L’ennemi numéro un des salariés n’est pourtant pas ArcelorMittal. Encore moins l’Etat. Il s’appelle Aïssa Menadi. «Un grand manipulateur, un assoiffé de prestige, selon Mahmoud, qui ne pense qu’à ses propres intérêts. Il lance des promesses d’embauche à tout vent à des jeunes chômeurs, qui très vite, sont déçus. Ce monsieur aime la parole, ce n’est pas pour rien qu’il a été député. Mais la direction et les ouvriers ne veulent plus de lui. La logique voudrait qu’il termine derrière les barreaux mais la justice de notre pays, comme vous le savez, fonctionne à deux vitesses. Il a forcément des connaissances pour s’en tirer.»
Avenir apocalyptique
Malik va plus loin en affirmant que «Menadi a instauré une guerre entre deux clans : le sien contre notre syndicat officiel, représenté par Si Smaïn. Cette guerre peut dégénérer après son départ pour l’APN. Menadi aura alors les coudées franches pour agir avec malveillance, et personne ne trouvera rien à redire tant ce sinistre personnage s’est constitué tout un réseau de connaissances à un très haut niveau. D’ailleurs, je me demande même s’il ne connaîtrait pas Lakshmi Mittal en personne… Il est capable de corrompre jusqu’au plus simple ouvrier non qualifié».
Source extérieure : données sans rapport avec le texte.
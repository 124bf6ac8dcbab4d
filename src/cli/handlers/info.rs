//! Information display handlers (status, config)

use crate::cli::output::print_config;
use crate::cli::output::print_status;
use crate::cli::output::print_warning;
use crate::database::KnowledgeStore;
use crate::rag::ResponseService;
use crate::AppConfig;
use crate::Result;

/// Handle status command
pub async fn handle_status_command(config: &AppConfig, store: &KnowledgeStore) -> Result<()> {
    let stats = store.stats().await?;

    let service = ResponseService::from_config(config).await?;
    if let Err(e) = service.initialize().await {
        print_warning(&format!("Knowledge data could not be loaded: {e}"));
    }

    print_status(&stats, &service.status());
    Ok(())
}

/// Handle config command
pub fn handle_config_command(config: &AppConfig) -> Result<()> {
    print_config(config);
    Ok(())
}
Question corruption, les salariés sont unanimes. «Elle règne en maître ici. Certains bénéficient de passe-droit aux dépens de ceux qui triment à longueur d’année. Que vous soyez à Annaba, Alger, Oran ou même Tamanrasset, le complexe d’El Hadjar n’est ni plus ni moins qu’un symbole de plus de la corruption qui ronge l’Algérie. Et ce n’est pas prêt de finir, malheureusement».
Pour Aïssa, ingénieur à la retraite, «la situation était meilleure du temps où Sider était le seul actionnaire. Nous mangions à notre faim, nous pouvions nous permettre
des loisirs et des vacances en famille. Depuis la reprise par Ispat, puis ArcelorMittal, on se demande bien ce qu’ils veulent faire de ce qui fut la fierté de l’Algérie de Boumediene». Avec
un brin d’amertume, il ajoute qu’une comparaison entre le mode de vie d’un salarié de complexe et celui de Lakshmi Mittal «ferait presque rire, tant les écarts sont immenses. Et je ne parle
même pas de beaucoup d’anciens collègues retraités qui ne perçoivent même pas le quart de ce qu’ils gagnaient en travaillant !».Mahmoud, lui, évoque, pour toute l’usine «un avenir
apocalyptique. Tant que la corruption et des gens comme Menadi circuleront librement dans la nature, les grèves ne cesseront jamais et auront une cadence plus grande. Nous allons droit vers la
plus grave catastrophe sociale de l’Algérie indépendante».